Unusual thermal stabilities of some proteins and enzymes bound in the galleries of layered α-Zr(IV)phosphate/phosphonates

Abstract

Significant improvements in the thermal stabilities of proteins and enzymes (increase in denaturation temperatures as large as 33 °C) bound in the galleries of crystalline α-Zr(IV) phosphate (α-Zr(PO 4) 2·H 2O, abbreviated as α-ZrP) and α-Zr(IV) phosphonates (α-Zr(RPO 3) 2·H 2O, RCH 2COOH, CH 2CH 2COOH, abbreviated as ZrCMP, and ZrCEP, respectively) are demonstrated, in specific cases. The thermal stabilities are monitored using attenuated total reflection Fourier transform infrared spectroscopy (ATR FTIR), powder X-ray diffraction, absorption, and fluorescence methods. The amide I and amide II vibrational bands of the protein/inorganic materials are monitored in ATR FTIR studies, as a function of temperature, and these indicated sharp shifts in the band positions at specific temperatures.
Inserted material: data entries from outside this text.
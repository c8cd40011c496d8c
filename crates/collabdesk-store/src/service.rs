//! [`EntityService`] over the in-memory store.
//!
//! Forms and patches are validated here before anything is written, so every
//! caller of the generic contract gets the same field errors.

use async_trait::async_trait;
use collabdesk_core::{
    Brand, Campaign, Entity, EntityId, EntityService, Influencer, ServiceError, Validate,
};

use crate::Store;

fn validated<T: Validate>(form: T) -> Result<T, ServiceError> {
    form.validate().map_err(ServiceError::Validation)?;
    Ok(form)
}

#[async_trait]
impl EntityService<Influencer> for Store {
    async fn list(&self) -> Result<Vec<Influencer>, ServiceError> {
        Ok(self.list_influencers().await)
    }

    async fn add(&self, new: <Influencer as Entity>::New) -> Result<Influencer, ServiceError> {
        Ok(self.add_influencer(validated(new)?).await)
    }

    async fn update(
        &self,
        id: EntityId,
        patch: <Influencer as Entity>::Patch,
    ) -> Result<Influencer, ServiceError> {
        Ok(self.update_influencer(id, validated(patch)?).await?)
    }

    async fn delete(&self, id: EntityId) -> Result<(), ServiceError> {
        Ok(self.delete_influencer(id).await?)
    }
}

#[async_trait]
impl EntityService<Brand> for Store {
    async fn list(&self) -> Result<Vec<Brand>, ServiceError> {
        Ok(self.list_brands().await)
    }

    async fn add(&self, new: <Brand as Entity>::New) -> Result<Brand, ServiceError> {
        Ok(self.add_brand(validated(new)?).await)
    }

    async fn update(
        &self,
        id: EntityId,
        patch: <Brand as Entity>::Patch,
    ) -> Result<Brand, ServiceError> {
        Ok(self.update_brand(id, validated(patch)?).await?)
    }

    async fn delete(&self, id: EntityId) -> Result<(), ServiceError> {
        Ok(self.delete_brand(id).await?)
    }
}

#[async_trait]
impl EntityService<Campaign> for Store {
    async fn list(&self) -> Result<Vec<Campaign>, ServiceError> {
        Ok(self.list_campaigns().await)
    }

    async fn add(&self, new: <Campaign as Entity>::New) -> Result<Campaign, ServiceError> {
        Ok(self.add_campaign(validated(new)?).await?)
    }

    async fn update(
        &self,
        id: EntityId,
        patch: <Campaign as Entity>::Patch,
    ) -> Result<Campaign, ServiceError> {
        Ok(self.update_campaign(id, validated(patch)?).await?)
    }

    async fn delete(&self, id: EntityId) -> Result<(), ServiceError> {
        Ok(self.delete_campaign(id).await?)
    }
}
These shifts served as markers for protein denaturation. The denaturation temperatures of met hemoglobin/α-ZrP, glucose oxidase/α-ZrRP (ROH, CH 2CH 2COOH), and Cytochrome c/α-ZrRP (ROH, CH 2CH 2COOH), for example, are >95, 55, 65, 100, and 75 °C, respectively. These values are greater than the denaturation temperatures of the corresponding free proteins in the solid state (70, 50, and 67 °C, respectively). Proteins bound to α-ZrP, and α-ZrCEP, in general, indicated stabilities that are greater than or comparable to those of the free proteins, while binding to α-ZrCMP resulted in diminished stabilities except in case of Hb. The interactions of the surface functions of the solid matrix with the bound protein, therefore, are crucial in determining the bound protein stability. The improved stabilities observed in specific cases are welcome changes for applications of these materials in biocatalysis, biosensors, and biomedical devices.